I understand your difficulty. As a 'Christian' myself I oddly can be attracted to Muslim and Hindu women. I kinda like their mannerisms and they are often attractive, but it unfortunately would not be something I could or would do because our faiths are different and would be conflicting, especially once you start making a family.
Christians who try to date people of other faiths are worse because they usually are compromising (which in Christianity means they're trying to fit in with standards that are not God's, or trying to make those standards fit with God's), or they will start trying to preach to that person in the hopes that they'll convert to Christianity so that the relationship can become spiritually legal, and that's not the way it works.
Believe me, as a man of another faith myself, I totally get you. I've met several Muslim and Hindu women I was attracted to, but it can't work. You might have conflict in an interfaith relationship.
I think it depends on the community of Christians as there are more conservative and liberal Christians. It´s a bit like in Islam there are Christians that are more scripture based than others.
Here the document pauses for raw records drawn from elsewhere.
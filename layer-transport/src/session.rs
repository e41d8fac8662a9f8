//! The per-connection codec facade.
//!
//! [`CodecSession`] owns one [`crate::handshake::Handshake`] attempt or one
//! negotiated [`Codec`] at a time, plus both directions' crypto. It is
//! exposed two ways: a plain `feed`/`drain_frames`/`encode` surface for unit
//! tests and embedding, and `tokio_util::codec::Decoder`/`Encoder` impls for
//! driving a real [`tokio::net::TcpStream`] through `Framed`. Both surfaces
//! run the exact same state machine — neither duplicates the other's parsing.

use bytes::BytesMut;
use layer_crypto::CryptoContext;
use tokio_util::codec::{Decoder, Encoder};

use crate::error::CodecError;
use crate::handshake::{self, Handshake};
use crate::variant::{Codec, CodecVariant, FrameLimits};

enum SessionState {
    Handshaking,
    Active { codec: Codec, inbound: CryptoContext, outbound: CryptoContext },
}

/// Drives the handshake then the negotiated variant codec for one TCP
/// connection's lifetime.
pub struct CodecSession {
    state: SessionState,
    limits: FrameLimits,
    closed: bool,
    inbound_buf: BytesMut,
}

impl CodecSession {
    /// A session using the default frame size limits (1 MiB / 9 bytes).
    pub fn new() -> Self {
        Self::with_limits(FrameLimits::default())
    }

    /// A session with caller-supplied frame size limits, e.g. for a gateway
    /// that overrides `MAX_FRAME_SIZE` from configuration.
    pub fn with_limits(limits: FrameLimits) -> Self {
        Self {
            state: SessionState::Handshaking,
            limits,
            closed: false,
            inbound_buf: BytesMut::new(),
        }
    }

    /// The negotiated variant, once the handshake has classified the
    /// connection. `None` while still handshaking.
    pub fn variant(&self) -> Option<CodecVariant> {
        match &self.state {
            SessionState::Handshaking => None,
            SessionState::Active { codec, .. } => Some(codec.variant()),
        }
    }

    /// A session that has been poisoned by a prior terminal decode error.
    /// The connection owner must tear down the socket once this is `true`.
    pub fn is_closed(&self) -> bool {
        self.closed
    }

    /// Append freshly-read socket bytes to the session's internal buffer.
    pub fn feed(&mut self, bytes: &[u8]) {
        self.inbound_buf.extend_from_slice(bytes);
    }

    /// Decode every complete frame currently available.
    ///
    /// Returns the frames decoded so far on `Ok`. On `Err`, the session is
    /// poisoned (see [`CodecSession::is_closed`]) and every later call
    /// returns `Ok(vec![])` — the error is surfaced exactly once.
    pub fn drain_frames(&mut self) -> Result<Vec<(bool, Vec<u8>)>, CodecError> {
        if self.closed {
            return Ok(Vec::new());
        }
        let mut frames = Vec::new();
        loop {
            match advance(&mut self.state, self.limits, &mut self.inbound_buf) {
                Ok(Some(frame)) => frames.push(frame),
                Ok(None) => break,
                Err(e) => {
                    log::warn!("codec session poisoned: {e}");
                    self.closed = true;
                    return Err(e);
                }
            }
        }
        Ok(frames)
    }

    /// Encode a payload for this connection's negotiated variant.
    ///
    /// # Panics
    ///
    /// Panics if called before the handshake has classified the connection
    /// — the wire framing (and thus the encoder) is not known until then,
    /// and a server never has outbound data to send before it has read the
    /// peer's handshake bytes.
    pub fn encode(&mut self, payload: &[u8], ack: bool) -> Vec<u8> {
        let mut dst = BytesMut::new();
        Encoder::<(Vec<u8>, bool)>::encode(self, (payload.to_vec(), ack), &mut dst)
            .expect("encode is infallible once the handshake has completed");
        dst.to_vec()
    }
}

impl Default for CodecSession {
    fn default() -> Self {
        Self::new()
    }
}

/// Shared core: advance the handshake if still in progress, then decode as
/// many phase transitions as `buf` allows, returning at most one frame.
fn advance(
    state: &mut SessionState,
    limits: FrameLimits,
    buf: &mut BytesMut,
) -> Result<Option<(bool, Vec<u8>)>, CodecError> {
    loop {
        match state {
            SessionState::Handshaking => {
                let mut rb = crate::ring_buffer::RingBuffer::new(buf);
                match handshake::detect(&mut rb)? {
                    Handshake::NeedMoreData => return Ok(None),
                    Handshake::Detected { variant, inbound, outbound } => {
                        log::info!("codec session classified as {variant:?}");
                        *state = SessionState::Active {
                            codec: Codec::new(variant, limits),
                            inbound,
                            outbound,
                        };
                    }
                }
            }
            SessionState::Active { codec, inbound, .. } => {
                let mut rb = crate::ring_buffer::RingBuffer::new(buf);
                return codec.decode(&mut rb, inbound);
            }
        }
    }
}

impl Decoder for CodecSession {
    type Item = (bool, Vec<u8>);
    type Error = CodecError;

    fn decode(&mut self, src: &mut BytesMut) -> Result<Option<Self::Item>, Self::Error> {
        if self.closed {
            return Ok(None);
        }
        match advance(&mut self.state, self.limits, src) {
            Ok(frame) => Ok(frame),
            Err(e) => {
                log::warn!("codec session poisoned: {e}");
                self.closed = true;
                Err(e)
            }
        }
    }
}

impl Encoder<(Vec<u8>, bool)> for CodecSession {
    type Error = CodecError;

    fn encode(&mut self, item: (Vec<u8>, bool), dst: &mut BytesMut) -> Result<(), Self::Error> {
        let (payload, ack) = item;
        match &mut self.state {
            SessionState::Active { codec, outbound, .. } => {
                let wire = codec.encode(&payload, ack, outbound);
                dst.extend_from_slice(&wire);
                Ok(())
            }
            SessionState::Handshaking => {
                panic!("encode called before handshake completed")
            }
        }
    }
}

#[cfg(test)]
mod tests {
    use super::*;

    #[test]
    fn abridged_round_trip_through_two_sessions() {
        // Bare 0xef uses identity crypto, so an "inbound" session on one side
        // and an "outbound" session on the other both see the same keystream
        // (none) without needing to share key material explicitly.
        let mut inbound = CodecSession::new();
        let mut outbound = CodecSession::new();

        inbound.feed(&[0xef]);
        assert!(inbound.drain_frames().unwrap().is_empty());
        assert_eq!(inbound.variant(), Some(CodecVariant::Abridged));

        outbound.feed(&[0xef]);
        outbound.drain_frames().unwrap();
        let payload = vec![0xAAu8; 16];
        let wire = outbound.encode(&payload, false);

        inbound.feed(&wire);
        let frames = inbound.drain_frames().unwrap();
        assert_eq!(frames, vec![(false, payload)]);
    }

    #[test]
    fn incremental_feed_yields_same_frames_as_one_shot() {
        let mut writer = CodecSession::new();
        writer.feed(&[0xef]);
        writer.drain_frames().unwrap();
        let a = writer.encode(&[0x01u8; 16], false);
        let b = writer.encode(&[0x02u8; 20], false);

        let mut whole = Vec::new();
        whole.extend_from_slice(&[0xef]);
        whole.extend_from_slice(&a);
        whole.extend_from_slice(&b);

        let mut one_shot = CodecSession::new();
        one_shot.feed(&whole);
        let all_at_once = one_shot.drain_frames().unwrap();

        let mut piecewise = CodecSession::new();
        let mut collected = Vec::new();
        for byte in whole.iter() {
            piecewise.feed(&[*byte]);
            collected.extend(piecewise.drain_frames().unwrap());
        }

        assert_eq!(all_at_once, collected);
        assert_eq!(all_at_once, vec![(false, vec![0x01u8; 16]), (false, vec![0x02u8; 20])]);
    }

    #[test]
    fn decode_error_poisons_session() {
        let mut session = CodecSession::with_limits(FrameLimits {
            max_frame_size: 32,
            min_payload_size: 9,
        });
        session.feed(&[0xef]);
        session.drain_frames().unwrap();

        // low7 = 0x10 -> len = 64, exceeds max_frame_size = 32.
        session.feed(&[0x10]);
        let err = session.drain_frames().unwrap_err();
        assert!(matches!(err, CodecError::FrameTooLarge { .. }));
        assert!(session.is_closed());

        session.feed(&[0u8; 64]);
        assert_eq!(session.drain_frames().unwrap(), Vec::new());
    }
}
For me being a more scripture based one it would be a problem because there are few rituals and no holidays that are similar between Christianity and Islam it could therefore lead to problems in the relationship.
But there are other Christians that have less problems with it since they are more focused on the deeds and living Christianity as a lifestyle.
To sum it up it could become a problem since it depends on how faithful in Christianity he is and if he´s a liberal or rather conservative and scripture based Christian.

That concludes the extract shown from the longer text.